Information START

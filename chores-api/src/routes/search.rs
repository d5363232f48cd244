/// Chore search endpoint
///
/// # Endpoints
///
/// - `GET /api/search?q=<term>`
/// - `POST /api/search` with `{ "q": "<term>" }` (JSON or form)
///
/// Matches chore names case-insensitively. No match is an empty `results`
/// list, not an error.

use crate::{
    app::AppState,
    error::{ApiError, ApiResult},
    extract::{JsonOrForm, QueryParams},
    format::{Formatted, Payload, ResponseFormat},
    routes::SearchParams,
};
use axum::extract::State;
use chores_shared::models::chore::{Chore, ChoreFilter};

async fn run_search(state: &AppState, format: ResponseFormat, term: Option<String>) -> ApiResult<Formatted> {
    let term = term.ok_or_else(|| ApiError::BadRequest("q required".to_string()))?;

    let results = Chore::list(&state.db, &ChoreFilter::search(term)).await?;

    Ok(Formatted::ok(format, Payload::collection("results", &results)?))
}

pub async fn search_get(
    State(state): State<AppState>,
    format: ResponseFormat,
    QueryParams(params): QueryParams<SearchParams>,
) -> ApiResult<Formatted> {
    run_search(&state, format, params.term()).await
}

/// Reads `q` from the body, falling back to the query string
pub async fn search_post(
    State(state): State<AppState>,
    format: ResponseFormat,
    QueryParams(query): QueryParams<SearchParams>,
    JsonOrForm(body): JsonOrForm<SearchParams>,
) -> ApiResult<Formatted> {
    run_search(&state, format, body.term().or_else(|| query.term())).await
}
/// Schema migrations
///
/// The SQL files under the workspace `migrations/` directory are compiled into
/// the binary, so a deployed server carries its own schema.
///
/// # Example
///
/// ```no_run
/// use chores_shared::db::migrations::{get_migration_status, run_migrations};
/// use chores_shared::db::pool::{create_pool, DatabaseConfig};
///
/// # async fn example() -> Result<(), Box<dyn std::error::Error>> {
/// let pool = create_pool(DatabaseConfig::in_memory()).await?;
/// run_migrations(&pool).await?;
///
/// let status = get_migration_status(&pool).await?;
/// assert_eq!(status.pending, 0);
/// # Ok(())
/// # }
/// ```

use sqlx::migrate::{MigrateDatabase, MigrateError, Migrator};
use sqlx::Sqlite;
use tracing::{debug, error, info};

use super::pool::DbPool;

static MIGRATOR: Migrator = sqlx::migrate!("../migrations");

#[derive(Debug, Clone, PartialEq, Eq)]
pub struct MigrationStatus {
    /// Successfully applied migrations recorded in `_sqlx_migrations`
    pub applied: usize,

    /// Embedded migrations not yet applied
    pub pending: usize,

    /// Highest applied version
    pub latest_version: Option<i64>,

    pub is_up_to_date: bool,
}

/// Applies every pending migration, each in its own transaction
pub async fn run_migrations(pool: &DbPool) -> Result<(), MigrateError> {
    let embedded = MIGRATOR.iter().count();
    info!(embedded, "Applying schema migrations");

    MIGRATOR.run(pool).await.map_err(|e| {
        error!(error = %e, "Schema migration failed");
        e
    })?;

    info!("Schema is current");
    Ok(())
}

/// Compares the bookkeeping table with the embedded migrations
pub async fn get_migration_status(pool: &DbPool) -> Result<MigrationStatus, sqlx::Error> {
    let embedded = MIGRATOR.iter().count();

    let has_table: bool = sqlx::query_scalar(
        "SELECT EXISTS (SELECT 1 FROM sqlite_master WHERE type = 'table' AND name = '_sqlx_migrations')",
    )
    .fetch_one(pool)
    .await?;

    let (applied, latest_version) = if has_table {
        let (count, latest): (i64, Option<i64>) = sqlx::query_as(
            "SELECT COUNT(*), MAX(version) FROM _sqlx_migrations WHERE success = 1",
        )
        .fetch_one(pool)
        .await?;
        (count as usize, latest)
    } else {
        (0, None)
    };

    let pending = embedded.saturating_sub(applied);
    debug!(applied, pending, ?latest_version, "Migration status");

    Ok(MigrationStatus {
        applied,
        pending,
        latest_version,
        is_up_to_date: pending == 0,
    })
}

/// Creates the SQLite file behind `database_url` when it is missing
///
/// `:memory:` URLs are left alone.
pub async fn ensure_database_exists(database_url: &str) -> Result<(), sqlx::Error> {
    if database_url.contains(":memory:") {
        return Ok(());
    }

    if Sqlite::database_exists(database_url).await? {
        debug!(url = database_url, "Database file present");
    } else {
        Sqlite::create_database(database_url).await?;
        info!(url = database_url, "Created database file");
    }

    Ok(())
}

Information END

▸ **Required action**
All lines with the word "extract" must be located in the data and copied.

▸ **Exercise answer**
    extract::{JsonOrForm, QueryParams},
use axum::extract::State;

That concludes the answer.